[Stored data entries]
• • •
use super::types::Checkpoint;
use crate::resources::ResourceUsage;
use crate::run::{RunContext, RunProgress, RunState};
use serde::Serialize;
use serde_json::{Map, Value};
use sha2::{Digest, Sha256};

#[derive(Serialize)]
#[serde(rename_all = "camelCase")]
struct DigestInput<'a> {
    run_id: &'a str,
    state: RunState,
    progress: &'a Option<RunProgress>,
    context: &'a Option<RunContext>,
    consumed: &'a ResourceUsage,
    steps_executed: u32,
}

/// SHA-256 over the canonical JSON of the fields a restore applies.
pub fn checkpoint_digest(checkpoint: &Checkpoint) -> Result<String, serde_json::Error> {
    let bytes = serde_json::to_vec(&DigestInput {
        run_id: &checkpoint.run_id,
        state: checkpoint.state,
        progress: &checkpoint.progress,
        context: &checkpoint.context,
        consumed: &checkpoint.consumed,
        steps_executed: checkpoint.steps_executed,
    })?;
    let mut hasher = Sha256::new();
    hasher.update(&bytes);
    Ok(to_hex(&hasher.finalize()))
}

fn to_hex(bytes: &[u8]) -> String {
    let mut out = String::with_capacity(bytes.len() * 2);
    const HEX: &[u8; 16] = b"0123456789abcdef";
    for byte in bytes {
        out.push(HEX[(byte >> 4) as usize] as char);
        out.push(HEX[(byte & 0x0f) as usize] as char);
    }
    out
}

/// Best-effort size reduction applied to a context before it is stored.
pub trait ContextCompressor: Send + Sync {
    fn compress(&self, context: &RunContext) -> RunContext;
}

#[derive(Debug, Clone, Copy, Default)]
pub struct NoCompression;

impl ContextCompressor for NoCompression {
    fn compress(&self, context: &RunContext) -> RunContext {
        context.clone()
    }
}

/// Drops `null` entries from variables, blackboard and scope variables,
/// recursively inside nested objects.
#[derive(Debug, Clone, Copy, Default)]
pub struct DropNulls;

impl ContextCompressor for DropNulls {
    fn compress(&self, context: &RunContext) -> RunContext {
        let mut compressed = context.clone();
        strip_nulls(&mut compressed.variables);
        strip_nulls(&mut compressed.blackboard);
        for scope in &mut compressed.scopes {
            strip_nulls(&mut scope.variables);
        }
        compressed
    }
}

fn strip_nulls(map: &mut Map<String, Value>) {
    map.retain(|_, value| !value.is_null());
    for value in map.values_mut() {
        if let Value::Object(inner) = value {
            strip_nulls(inner);
        }
    }
}

#[cfg(test)]
mod tests {
    use super::*;
    use serde_json::json;

    #[test]
    fn drop_nulls_recurses_into_objects() {
        let mut context = RunContext::default();
        context.variables.insert("gone".to_string(), Value::Null);
        context
            .variables
            .insert("kept".to_string(), json!({"a": null, "b": 1}));
        let compressed = DropNulls.compress(&context);
        assert!(!compressed.variables.contains_key("gone"));
        assert_eq!(compressed.variables["kept"], json!({"b": 1}));
    }

    #[test]
    fn digest_is_hex_sha256() {
        let checkpoint = Checkpoint {
            id: "c".to_string(),
            run_id: "r".to_string(),
            created_at: 0,
            sequence: 0,
            state: RunState::Running,
            progress: Some(RunProgress::default()),
            context: Some(RunContext::default()),
            size_bytes: 0,
            digest: String::new(),
            compressed: false,
            consumed: Default::default(),
            steps_executed: 0,
        };
        let digest = checkpoint_digest(&checkpoint).expect("digest");
        assert_eq!(digest.len(), 64);
        assert!(digest.chars().all(|c| c.is_ascii_hexdigit()));
    }
}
• • •
— Your goal —
Only the lines from the one containing "use super::*;" through the last line above belong in your answer. Retype them exactly.

— Result below —
    use super::*;
    use serde_json::json;

    #[test]
    fn drop_nulls_recurses_into_objects() {
        let mut context = RunContext::default();
        context.variables.insert("gone".to_string(), Value::Null);
        context
            .variables
            .insert("kept".to_string(), json!({"a": null, "b": 1}));
        let compressed = DropNulls.compress(&context);
        assert!(!compressed.variables.contains_key("gone"));
        assert_eq!(compressed.variables["kept"], json!({"b": 1}));
    }

    #[test]
    fn digest_is_hex_sha256() {
        let checkpoint = Checkpoint {
            id: "c".to_string(),
            run_id: "r".to_string(),
            created_at: 0,
            sequence: 0,
            state: RunState::Running,
            progress: Some(RunProgress::default()),
            context: Some(RunContext::default()),
            size_bytes: 0,
            digest: String::new(),
            compressed: false,
            consumed: Default::default(),
            steps_executed: 0,
        };
        let digest = checkpoint_digest(&checkpoint).expect("digest");
        assert_eq!(digest.len(), 64);
        assert!(digest.chars().all(|c| c.is_ascii_hexdigit()));
    }
}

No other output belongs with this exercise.